6 Responses to Returning Yell for Yell: The Rebel Yell’s Antebellum Origins

  1. David Corbett says:

    Interesting topic !

  2. Mike Burns says:

    There is a tape from the Museum of the Confederacy (now renamed) that has authentic yells from Confederate veterans, then “mixed” to simulate larger units giving the yell. Both vets, one on each coast, give virtually the same yell, back in the early days of sound recording.

    • Meg Groeling says:

      This information is available in “Not Billy Idols’s ‘Rebel Yell,'” on ECW. The link is above in Related.

      • Meg Groeling says:

        I just looked/listened to the hyper-links associated with the above-mentioned article. They are at the “Not Billy Idol’s” article. I hate the Confederacy with all my heart, but when I heard the yell learned at the Cedar Creek re-enactment as taught by Mr. Kidd, and based on the work of the Museum of the Confederacy (which may now have a more politically-correct name), I have to admit that there were tears on my face. Very, very moving.

  3. Ron Vaughan says:

    “Attack and Die” by Grady McWhiney & Perry Jamieson, (a book much criticized by some Southerners) connects the Rebel Yell with the Celtic heritage of many Southerners. On page 190 “Note that yelling–indeed, a special kind of yelling–was an intrinsic part of the Celtic charge.”
    On page 191, “Available evidence suggests that the Rebel yell was a variation on traditional Celtic animal calls, especially those used to call cattle, hogs, and hunting dogs. ‘Who-whoey! who-ey! who-ey!’ is the way one man remembered it with ‘the first syllable ‘woh’ short and low, and the second ‘who’ with a very high and prolonged note deflecting upon the third syllable ‘ey.'”

    • Kim says:

      Totally was going to refer to the southerner’s Scot-Irish heritage which would be Scot for all intents and purposes.

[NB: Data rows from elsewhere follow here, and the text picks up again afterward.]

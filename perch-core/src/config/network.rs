//! Per-network connection settings assembled from the registry.

use std::path::PathBuf;

use super::{ConfigError, Registry};

/// A `host:port` entry from `networks.<net>.servers`.
#[derive(Debug, Clone, PartialEq, Eq)]
pub struct ServerAddr {
    pub host: String,
    pub port: u16,
}

impl ServerAddr {
    /// Parse `host:port`, `[v6]:port` or a bare host (defaulting the port
    /// from `tls`).
    pub fn parse(raw: &str, tls: bool) -> Option<Self> {
        let default_port = if tls { 6697 } else { 6667 };
        if let Some(rest) = raw.strip_prefix('[') {
            let (host, tail) = rest.split_once(']')?;
            let port = match tail.strip_prefix(':') {
                Some(p) => p.parse().ok()?,
                None => default_port,
            };
            return Some(Self { host: host.to_string(), port });
        }
        match raw.rsplit_once(':') {
            Some((host, port)) if !host.contains(':') => Some(Self {
                host: host.to_string(),
                port: port.parse().ok()?,
            }),
            Some(_) => Some(Self { host: raw.to_string(), port: default_port }),
            None if !raw.is_empty() => Some(Self { host: raw.to_string(), port: default_port }),
            None => None,
        }
    }
}

impl std::fmt::Display for ServerAddr {
    fn fmt(&self, f: &mut std::fmt::Formatter<'_>) -> std::fmt::Result {
        if self.host.contains(':') {
            write!(f, "[{}]:{}", self.host, self.port)
        } else {
            write!(f, "{}:{}", self.host, self.port)
        }
    }
}

#[derive(Debug, Clone)]
pub struct SaslSettings {
    pub username: String,
    pub password: String,
    /// Preference order.
    pub mechanisms: Vec<String>,
}

/// Everything the driver needs to connect to one network.
#[derive(Debug, Clone)]
pub struct NetworkSettings {
    pub name: String,
    pub servers: Vec<ServerAddr>,
    pub tls: bool,
    pub tls_insecure: bool,
    pub certfile: Option<PathBuf>,
    pub password: Option<String>,
    pub nick: String,
    pub alternate_nicks: Vec<String>,
    pub ident: String,
    pub realname: String,
    pub umodes: String,
    /// Auto-join list with optional keys.
    pub channels: Vec<(String, Option<String>)>,
    pub sasl: Option<SaslSettings>,
    pub extra_capabilities: Vec<String>,
}

impl NetworkSettings {
    pub fn from_registry(registry: &Registry, name: &str) -> Result<Self, ConfigError> {
        let key = |suffix: &str| format!("networks.{name}.{suffix}");
        let tls = registry.bool(&key("ssl"), None, None);
        let servers: Vec<ServerAddr> = registry
            .set_of(&key("servers"), None, None)
            .iter()
            .filter_map(|raw| ServerAddr::parse(raw, tls))
            .collect();
        if servers.is_empty() {
            return Err(ConfigError::InvalidValue {
                key: key("servers"),
                reason: "no usable servers configured".into(),
            });
        }

        let nick = match registry.string(&key("nick"), None, None) {
            n if n.is_empty() => registry.string("nick", None, None),
            n => n,
        };
        let channels = registry
            .set_of(&key("channels"), None, None)
            .into_iter()
            .map(|chan| {
                let k = registry.string(&key("channels.key"), None, Some(&chan));
                (chan, (!k.is_empty()).then_some(k))
            })
            .collect();

        let username = registry.string(&key("sasl.username"), None, None);
        let sasl_password = registry.string(&key("sasl.password"), None, None);
        let certfile = registry.string(&key("certfile"), None, None);
        let mut mechanisms: Vec<String> = registry
            .set_of(&key("sasl.mechanisms"), None, None)
            .into_iter()
            .map(|m| m.to_ascii_uppercase())
            .collect();
        // EXTERNAL first when a client certificate is available.
        mechanisms.sort_by_key(|m| (m != "EXTERNAL", m.clone()));
        let sasl = (!username.is_empty() || !certfile.is_empty()).then(|| SaslSettings {
            username,
            password: sasl_password,
            mechanisms,
        });

        let password = registry.string(&key("password"), None, None);
        Ok(Self {
            name: name.to_string(),
            servers,
            tls,
            tls_insecure: registry.bool(&key("ssl.insecure"), None, None),
            certfile: (!certfile.is_empty()).then(|| PathBuf::from(certfile)),
            password: (!password.is_empty()).then_some(password),
            nick,
            alternate_nicks: registry.set_of("nick.alternates", None, None).into_iter().collect(),
            ident: registry.string("ident", None, None),
            realname: registry.string("user", None, None),
            umodes: registry.string(&key("umodes"), None, None),
            channels,
            sasl,
            extra_capabilities: registry.set_of(&key("capabilities"), None, None).into_iter().collect(),
        })
    }

    /// Settings for tests and embedders that bypass the registry.
    pub fn simple(name: &str, nick: &str) -> Self {
        Self {
            name: name.to_string(),
            servers: vec![ServerAddr { host: "127.0.0.1".into(), port: 6667 }],
            tls: false,
            tls_insecure: false,
            certfile: None,
            password: None,
            nick: nick.to_string(),
            alternate_nicks: Vec::new(),
            ident: nick.to_string(),
            realname: nick.to_string(),
            umodes: String::new(),
            channels: Vec::new(),
            sasl: None,
            extra_capabilities: Vec::new(),
        }
    }
}

#[cfg(test)]
mod tests {
    use super::*;
    use crate::config::Scope;

    #[test]
    fn server_addresses() {
        assert_eq!(
            ServerAddr::parse("irc.libera.chat:6697", true),
            Some(ServerAddr { host: "irc.libera.chat".into(), port: 6697 })
        );
        assert_eq!(ServerAddr::parse("irc.example", false).map(|s| s.port), Some(6667));
        assert_eq!(ServerAddr::parse("[::1]:7000", false).map(|s| s.port), Some(7000));
        assert_eq!(ServerAddr::parse("::1", true).map(|s| s.host), Some("::1".into()));
        assert_eq!(ServerAddr::parse("host:notaport", true), None);
        assert_eq!(ServerAddr { host: "::1".into(), port: 1 }.to_string(), "[::1]:1");
    }

    #[test]
    fn settings_from_registry() {
        let r = Registry::with_core();
        r.load_str(
            "nick: perch\n\
             networks: libera\n\
             networks.libera.servers: irc.libera.chat:6697\n\
             networks.libera.channels: #perch #secret\n\
             networks.libera.channels.key.#secret: hunter2\n\
             networks.libera.sasl.username: perch\n\
             networks.libera.sasl.password: pw\n",
        )
        .unwrap();
        let s = NetworkSettings::from_registry(&r, "libera").unwrap();
        assert!(s.tls);
        assert_eq!(s.nick, "perch");
        assert_eq!(s.servers[0].port, 6697);
        assert!(s.channels.contains(&("#secret".into(), Some("hunter2".into()))));
        assert!(s.channels.contains(&("#perch".into(), None)));
        let sasl = s.sasl.unwrap();
        assert_eq!(sasl.mechanisms, vec!["EXTERNAL", "PLAIN"]);

        r.set("networks.libera.nick", &Scope::global(), "perch_libera").unwrap();
        let s = NetworkSettings::from_registry(&r, "libera").unwrap();
        assert_eq!(s.nick, "perch_libera");
    }

    #[test]
    fn missing_servers_is_an_error() {
        let r = Registry::with_core();
        assert!(NetworkSettings::from_registry(&r, "nowhere").is_err());
    }
}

Not one of the bibliographies quote my mom from Mississippi who hailed from rebels and understood that the origin was Scot as they screamed and wailed in battle also. (See the film Braveheart) I believe the rebel yell as a Scot invention may be more authentic than Queen Isabella of France consorting with William Wallace in her tent.